Но с этим связано еще и другое: в девятнадцатом веке писатель посвящал нас в личные чувства доброго буржуа, в его тоску, в религиозные убеждения, политические симпатии, стремился растрогать нас обстоятельствами его жизни. Широким массам в искусстве девятнадцатого века нравилась трогательная история Мани и Вани, или Жана и Мари, которой можно было посочувствовать, ибо она была узнаваема. Точно так нравился пейзаж с точки зрения – а хорошо бы туда отправиться погулять, а в музыке – почувствовать свои переживания. И это, в общем, нормально, но вот только для искусства двадцатого века этого мало. Эстетическое чувство в девятнадцатом веке не требует никакого специального органа для понимания искусства, его может понять всякий более или менее внимательный человек, в нем нет ничего специального. А вот для того, чтобы наслаждаться новым искусством, нужно принадлежать к элите, и широкая публика, переставая узнавать привычную историю Мани и Вани, теряется. Узнаваемость, жизнеподобные формы, характеры – всему этому искусство двадцатого века объявляет войну. Ему плевать на буржуазные добродетели, оно из девятнадцатого века любит больше всего «проклятых поэтов», оно антинародно в принципе. И оно, очевидно, унижает непривычных к нему и непонимающих, обращаясь к одаренному меньшинству. Оно больше не желает быть путеводителем масс, учителем жизни и наставником. Оно эгоцентрично и больше всего интересуется самим собой и может бесконечно описывать, как стакан падает со стола, или нюансы горлового смешка герцогини Германтской.

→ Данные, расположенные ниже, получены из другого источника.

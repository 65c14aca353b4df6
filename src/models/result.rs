//! Game result tokens and point arithmetic.

use serde::{Deserialize, Serialize};
use std::fmt;

use super::Points;

/// The outcome of a single game, from White's perspective.
///
/// Serializes as the canonical token string. The glyph form `½-½` is
/// accepted on input and normalized to `0.5-0.5` on storage.
#[derive(Debug, Clone, Copy, PartialEq, Eq, Serialize, Deserialize)]
pub enum GameResult {
    #[serde(rename = "1-0")]
    WhiteWins,
    #[serde(rename = "0-1")]
    BlackWins,
    #[serde(rename = "0.5-0.5", alias = "½-½")]
    Draw,
}

impl GameResult {
    /// Parse a result token. Returns None for anything outside the closed set.
    pub fn parse(token: &str) -> Option<GameResult> {
        match token {
            "1-0" => Some(GameResult::WhiteWins),
            "0-1" => Some(GameResult::BlackWins),
            "0.5-0.5" | "½-½" => Some(GameResult::Draw),
            _ => None,
        }
    }

    /// Canonical token string.
    pub fn as_token(&self) -> &'static str {
        match self {
            GameResult::WhiteWins => "1-0",
            GameResult::BlackWins => "0-1",
            GameResult::Draw => "0.5-0.5",
        }
    }

    /// Point split as (white, black).
    pub fn points(&self) -> (Points, Points) {
        match self {
            GameResult::WhiteWins => (Points::ONE, Points::ZERO),
            GameResult::BlackWins => (Points::ZERO, Points::ONE),
            GameResult::Draw => (Points::HALF, Points::HALF),
        }
    }
}

impl fmt::Display for GameResult {
    fn fmt(&self, f: &mut fmt::Formatter<'_>) -> fmt::Result {
        write!(f, "{}", self.as_token())
    }
}
use std::path::PathBuf;

use anyhow::{bail, Context, Result};
use clap::{Parser, Subcommand};
use tracing_subscriber::{layer::SubscriberExt, util::SubscriberInitExt};

use swiss_pairer::calculate::compute_standings;
use swiss_pairer::config::AppConfig;
use swiss_pairer::engine;
use swiss_pairer::models::{Color, Player, PlayerId, Section};
use swiss_pairer::storage::{SectionStore, StorageConfig};

#[derive(Parser)]
#[command(name = "swiss-pairer")]
#[command(about = "Swiss-system chess tournament pairing and scoring")]
#[command(version)]
struct Cli {
    /// Path to configuration file
    #[arg(long, default_value = "./config.toml")]
    config: String,

    /// Data directory path (overrides the config file)
    #[arg(long)]
    data_dir: Option<String>,

    /// Log level (trace, debug, info, warn, error)
    #[arg(long, default_value = "info")]
    log_level: String,

    #[command(subcommand)]
    command: Commands,
}

#[derive(Subcommand)]
enum Commands {
    /// Create a new section
    Create {
        /// Section name
        name: String,

        /// Number of rounds (defaults from config)
        #[arg(long)]
        rounds: Option<u32>,

        /// Collect USCF attributes for this section
        #[arg(long)]
        uscf: bool,
    },

    /// Register a player in an open section
    Register {
        /// Section name
        section: String,

        /// Player name
        name: String,

        /// Player rating (0 = unrated)
        #[arg(long, default_value = "0")]
        rating: u32,

        /// USCF membership id
        #[arg(long)]
        uscf_id: Option<String>,
    },

    /// Withdraw a player from future rounds
    Withdraw {
        section: String,

        /// Player name
        player: String,
    },

    /// Lock a section's roster
    Lock { section: String },

    /// Reopen a section, clearing rounds and scores
    Reset { section: String },

    /// Pair the next round
    Pair { section: String },

    /// Record or correct a game result
    Result {
        section: String,

        /// Round number
        round: u32,

        /// Board number
        board: u32,

        /// Result token: 1-0, 0-1, 0.5-0.5 (or ½-½)
        result: String,
    },

    /// Print current standings with tiebreaks
    Standings { section: String },

    /// Print a section's rounds and pairings
    Show { section: String },

    /// List stored sections
    List,

    /// Director overrides on a single board
    Td {
        #[command(subcommand)]
        action: TdAction,
    },
}

#[derive(Subcommand)]
enum TdAction {
    /// Swap colors on a board
    Swap {
        section: String,
        round: u32,
        board: u32,
    },

    /// Replace a player on one side of a board
    Replace {
        section: String,
        round: u32,
        board: u32,

        /// Side to replace: white or black
        side: String,

        /// Replacement player name
        player: String,
    },

    /// Force a player to hold White on a board
    ForceColor {
        section: String,
        round: u32,
        board: u32,

        /// Player name
        player: String,
    },
}

fn main() -> Result<()> {
    let cli = Cli::parse();

    let filter = tracing_subscriber::EnvFilter::try_from_default_env()
        .unwrap_or_else(|_| tracing_subscriber::EnvFilter::new(&cli.log_level));

    tracing_subscriber::registry()
        .with(filter)
        .with(tracing_subscriber::fmt::layer())
        .init();

    tracing::debug!("Starting swiss-pairer v{}", env!("CARGO_PKG_VERSION"));

    let config = AppConfig::load_or_default(std::path::Path::new(&cli.config))
        .context("loading configuration")?;
    let data_dir = cli
        .data_dir
        .map(PathBuf::from)
        .unwrap_or_else(|| config.data_dir.clone());
    let store = SectionStore::new(&StorageConfig::new(data_dir));

    match cli.command {
        Commands::Create { name, rounds, uscf } => {
            if store.exists(&name) {
                bail!("section {:?} already exists", name);
            }
            let rounds = rounds.unwrap_or(config.sections.planned_rounds);
            let section =
                Section::new(name.clone(), rounds).with_uscf_mode(uscf || config.sections.uscf_mode);
            store.save(&section)?;
            println!("Created section {:?} with {} rounds", name, rounds);
        }
        Commands::Register {
            section,
            name,
            rating,
            uscf_id,
        } => {
            let mut s = store.load(&section)?;
            let mut player = Player::new(&s.name, name.clone()).with_rating(rating);
            if let Some(uscf_id) = uscf_id {
                player = player.with_uscf_id(uscf_id);
            }
            engine::register_player(&mut s, player)?;
            store.save(&s)?;
            println!("Registered {:?} ({} players)", name, s.players.len());
        }
        Commands::Withdraw { section, player } => {
            let mut s = store.load(&section)?;
            let id = resolve_player(&s, &player)?;
            engine::withdraw_player(&mut s, &id)?;
            store.save(&s)?;
            println!("Withdrew {:?}", player);
        }
        Commands::Lock { section } => {
            let mut s = store.load(&section)?;
            s.lock();
            store.save(&s)?;
            println!("Locked section {:?}", s.name);
        }
        Commands::Reset { section } => {
            let mut s = store.load(&section)?;
            s.reset();
            store.save(&s)?;
            println!("Reset section {:?}", s.name);
        }
        Commands::Pair { section } => {
            let mut s = store.load(&section)?;
            let number = engine::pair_next_round(&mut s)?.number;
            store.save(&s)?;
            print_round(&s, number);
        }
        Commands::Result {
            section,
            round,
            board,
            result,
        } => {
            let mut s = store.load(&section)?;
            engine::apply_result(&mut s, round, board, &result)?;
            store.save(&s)?;
            println!("Round {} board {}: {}", round, board, result);
        }
        Commands::Standings { section } => {
            let s = store.load(&section)?;
            print_standings(&s);
        }
        Commands::Show { section } => {
            let s = store.load(&section)?;
            print_section(&s);
        }
        Commands::List => {
            for name in store.list()? {
                println!("{}", name);
            }
        }
        Commands::Td { action } => match action {
            TdAction::Swap {
                section,
                round,
                board,
            } => {
                let mut s = store.load(&section)?;
                engine::td_swap(&mut s, round, board)?;
                store.save(&s)?;
                println!("Swapped colors on round {} board {}", round, board);
            }
            TdAction::Replace {
                section,
                round,
                board,
                side,
                player,
            } => {
                let mut s = store.load(&section)?;
                let side = parse_side(&side)?;
                let id = resolve_player(&s, &player)?;
                engine::td_replace(&mut s, round, board, side, id)?;
                store.save(&s)?;
                println!(
                    "Replaced {} on round {} board {} with {:?}",
                    side, round, board, player
                );
            }
            TdAction::ForceColor {
                section,
                round,
                board,
                player,
            } => {
                let mut s = store.load(&section)?;
                let id = resolve_player(&s, &player)?;
                engine::td_force_color(&mut s, round, board, id)?;
                store.save(&s)?;
                println!("Forced {:?} to White on round {} board {}", player, round, board);
            }
        },
    }

    Ok(())
}

fn resolve_player(section: &Section, name: &str) -> Result<PlayerId> {
    section
        .player_by_name(name)
        .map(|p| p.id.clone())
        .with_context(|| format!("no player named {:?} in section {:?}", name, section.name))
}

fn parse_side(side: &str) -> Result<Color> {
    match side.to_ascii_lowercase().as_str() {
        "white" | "w" => Ok(Color::White),
        "black" | "b" => Ok(Color::Black),
        other => bail!("side must be white or black, got {:?}", other),
    }
}

fn print_round(section: &Section, number: u32) {
    println!("=== Round {} ===", number);
    let Some(round) = section.round(number) else {
        return;
    };
    for pairing in &round.pairings {
        let white = player_name(section, &pairing.white_id);
        if pairing.is_bye {
            println!("Board {}: {} has a bye", pairing.board, white);
        } else {
            let black = pairing
                .black_id
                .as_ref()
                .map(|id| player_name(section, id))
                .unwrap_or_else(|| "?".to_string());
            let result = pairing
                .result
                .map(|r| r.to_string())
                .unwrap_or_else(|| "*".to_string());
            println!("Board {}: {} - {}  {}", pairing.board, white, black, result);
        }
    }
}

fn print_standings(section: &Section) {
    println!("=== Standings: {} ===", section.name);
    println!(
        "{:<4} {:<24} {:>6} {:>6} {:>6} {:>6} {:>6} {:>6}",
        "#", "Player", "Rtg", "Score", "Buch", "Median", "S-B", "Cum"
    );
    for row in compute_standings(section) {
        println!(
            "{:<4} {:<24} {:>6} {:>6} {:>6} {:>6} {:>6} {:>6}",
            row.rank,
            row.name,
            row.rating,
            row.score.to_string(),
            row.tiebreaks.buchholz.to_string(),
            row.tiebreaks.median.to_string(),
            row.tiebreaks.sonneborn_berger.to_string(),
            row.tiebreaks.cumulative.to_string(),
        );
    }
}

fn print_section(section: &Section) {
    println!(
        "Section {:?}: {} players, {}/{} rounds, {}",
        section.name,
        section.players.len(),
        section.rounds.len(),
        section.planned_rounds,
        if section.locked { "locked" } else { "open" }
    );
    for round in &section.rounds {
        print_round(section, round.number);
    }
}

fn player_name(section: &Section, id: &PlayerId) -> String {
    section
        .player(id)
        .map(|p| p.name.clone())
        .unwrap_or_else(|| id.to_string())
}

Такова позиция художника в двадцатом веке, и испанский философ Ортега-и-Гассет полагает, что это и есть позиция дегуманизации, некоторого приравнивания человека ко всем прочим вещам в мире. Так ли это, уравняли ли человека с вещью или произошло нечто противоположное, нам предстоит узнать из того курса, который мы начинаем. Конечно, я говорю о вещах принципиальных, осталось массовое искусство, которое следует самой примитивной традиции, остались некоторые традиционалисты, но в главном это совсем другое искусство.

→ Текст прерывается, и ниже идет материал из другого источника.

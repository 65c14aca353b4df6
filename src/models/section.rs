//! Tournament section aggregate and lifecycle.

use chrono::{DateTime, Utc};
use serde::{Deserialize, Serialize};

use super::{EntityId, Player, PlayerId, Points, Round, SectionId};

/// A tournament section: roster, rounds, and lifecycle flags.
///
/// Sections start `Open` (registration allowed) and are `Locked` before
/// the first round is paired. Locking freezes the roster; `reset` reopens
/// the section and clears all rounds and score state.
#[derive(Debug, Clone, PartialEq, Serialize, Deserialize)]
pub struct Section {
    /// Unique identifier (derived from the section name)
    pub id: SectionId,

    /// Section name
    pub name: String,

    /// Whether the UI collects USCF attributes; the engine never branches on it
    #[serde(default)]
    pub uscf_mode: bool,

    /// Total number of rounds to be played
    pub planned_rounds: u32,

    /// Locked sections have a frozen roster and may be paired
    #[serde(default)]
    pub locked: bool,

    /// Registered players, in registration order
    #[serde(default)]
    pub players: Vec<Player>,

    /// Completed and in-progress rounds, in order
    #[serde(default)]
    pub rounds: Vec<Round>,

    /// When this section was created
    #[serde(default = "Utc::now")]
    pub created_at: DateTime<Utc>,
}

impl Section {
    /// Create a new Section with auto-generated ID.
    pub fn new(name: impl Into<String>, planned_rounds: u32) -> Self {
        let name = name.into();
        let id = EntityId::generate(&[&name]);

        Self {
            id,
            name,
            uscf_mode: false,
            planned_rounds,
            locked: false,
            players: Vec::new(),
            rounds: Vec::new(),
            created_at: Utc::now(),
        }
    }

    /// Builder method to enable USCF mode.
    pub fn with_uscf_mode(mut self, uscf_mode: bool) -> Self {
        self.uscf_mode = uscf_mode;
        self
    }

    /// Look up a player by id.
    pub fn player(&self, id: &PlayerId) -> Option<&Player> {
        self.players.iter().find(|p| p.id == *id)
    }

    /// Mutable lookup by id.
    pub fn player_mut(&mut self, id: &PlayerId) -> Option<&mut Player> {
        self.players.iter_mut().find(|p| p.id == *id)
    }

    /// Look up a player by display name.
    pub fn player_by_name(&self, name: &str) -> Option<&Player> {
        self.players.iter().find(|p| p.name == name)
    }

    /// Look up a round by number.
    pub fn round(&self, number: u32) -> Option<&Round> {
        self.rounds.iter().find(|r| r.number == number)
    }

    /// Mutable lookup by round number.
    pub fn round_mut(&mut self, number: u32) -> Option<&mut Round> {
        self.rounds.iter_mut().find(|r| r.number == number)
    }

    /// Ids of players still eligible for pairing, in registration order.
    pub fn active_player_ids(&self) -> Vec<PlayerId> {
        self.players
            .iter()
            .filter(|p| !p.withdrawn)
            .map(|p| p.id.clone())
            .collect()
    }

    /// Freeze the roster. Idempotent.
    pub fn lock(&mut self) {
        self.locked = true;
    }

    /// Reopen the section: clear all rounds and every player's score state.
    ///
    /// The registered roster survives, including `withdrawn` flags.
    pub fn reset(&mut self) {
        self.rounds.clear();
        self.locked = false;
        for player in &mut self.players {
            player.score = Points::ZERO;
            player.opponents.clear();
            player.colors.clear();
            player.results.clear();
            player.had_bye = false;
        }
    }
}
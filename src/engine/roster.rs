//! Roster registration and withdrawal.

use crate::models::{Player, PlayerId, Section};

use super::EngineError;

/// Register a player. The section must still be open.
pub fn register_player(section: &mut Section, player: Player) -> Result<(), EngineError> {
    if section.locked {
        return Err(EngineError::SectionLocked);
    }
    if section.player(&player.id).is_some() {
        return Err(EngineError::DuplicatePlayer(player.name));
    }
    section.players.push(player);
    Ok(())
}

/// Mark a player withdrawn. Their recorded results stand, but they are
/// excluded from future pairings.
pub fn withdraw_player(section: &mut Section, id: &PlayerId) -> Result<(), EngineError> {
    match section.player_mut(id) {
        Some(player) => {
            player.withdrawn = true;
            Ok(())
        }
        None => Err(EngineError::UnknownPlayerId(id.clone())),
    }
}
//! Core data models for the pairing engine.

mod ids;
mod pairing;
mod player;
mod points;
mod result;
mod round;
mod section;

pub use ids::*;
pub use pairing::*;
pub use player::*;
pub use points::*;
pub use result::*;
pub use round::*;
pub use section::*;
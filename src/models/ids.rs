//! Deterministic ID generation using SHA256 hashing.

use serde::{Deserialize, Serialize};
use sha2::{Digest, Sha256};
use std::fmt;

/// A deterministic entity ID derived from content hash.
///
/// Stable across rounds and across backends: hashing the same fields
/// always yields the same ID.
#[derive(Clone, PartialEq, Eq, PartialOrd, Ord, Hash, Serialize, Deserialize)]
pub struct EntityId(String);

impl EntityId {
    /// Create a new EntityId from a hash string.
    pub fn new(hash: String) -> Self {
        Self(hash)
    }

    /// Generate an EntityId from input fields.
    /// Uses SHA256 and takes the first 16 characters for brevity.
    pub fn generate(fields: &[&str]) -> Self {
        let mut hasher = Sha256::new();
        for (i, field) in fields.iter().enumerate() {
            if i > 0 {
                hasher.update(b"|");
            }
            hasher.update(field.as_bytes());
        }
        let result = hasher.finalize();
        let hash = hex::encode(result);
        Self(hash[..16].to_string())
    }

    /// Get the ID as a string slice.
    pub fn as_str(&self) -> &str {
        &self.0
    }
}

impl fmt::Display for EntityId {
    fn fmt(&self, f: &mut fmt::Formatter<'_>) -> fmt::Result {
        write!(f, "{}", self.0)
    }
}

impl fmt::Debug for EntityId {
    fn fmt(&self, f: &mut fmt::Formatter<'_>) -> fmt::Result {
        write!(f, "EntityId({})", self.0)
    }
}

impl From<String> for EntityId {
    fn from(s: String) -> Self {
        Self(s)
    }
}

impl From<&str> for EntityId {
    fn from(s: &str) -> Self {
        Self(s.to_string())
    }
}

/// Type alias for player IDs
pub type PlayerId = EntityId;

/// Type alias for section IDs
pub type SectionId = EntityId;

Говорят, что по картинам художника семнадцатого века Терборха ученые определили, с какими странами торговала Голландия в те времена, потому что ковры на его картинах были изображены так, что можно понять, из какой страны они вывезены. Совершенно очевидно, что из искусства двадцатого века наши потомки никаких таких вещей почерпнуть не смогут: о том как мы ели, пили, одевались, работали это искусство расскажет мало достоверного. Но наиболее проницательным оно расскажет, как наши современники чувствовали себя изнутри, какими маниями мы страдали, какие страхи подавляли усмешкой. Многое утратив, многим пожертвовав, искусство двадцатого века научилось изображать незримые вещи. Впрочем, сказав такое вослед кому-то, я очевидно забегаю вперед и грешу бездоказательностью.
О писателе Томасе Манне и некоторых его произведениях (1875–1955)
Творчество писателя вовсе не всегда напрямую связано с его биографией, она необязательно это творчество предопределяет и обуславливает, хотя, как правило, писательские биографии принято рассказывать и именно в них стараться отыскать причины непохожести одного писателя на другого. А если исследователь, к тому же, правоверный поклонник Зигмунда Фрейда, то можно вообще при объяснении творческого своеобразия навеки застрять в пренатальном периоде, рискуя так никогда и не выплыть из околоплодных вод. Я думаю, есть писатели такие и этакие, у одних обстоятельства детства, происхождение, воспитание существенно повлияли на образ мыслей, у других роль таких обстоятельств невелика, и ими можно в известной степени пренебречь.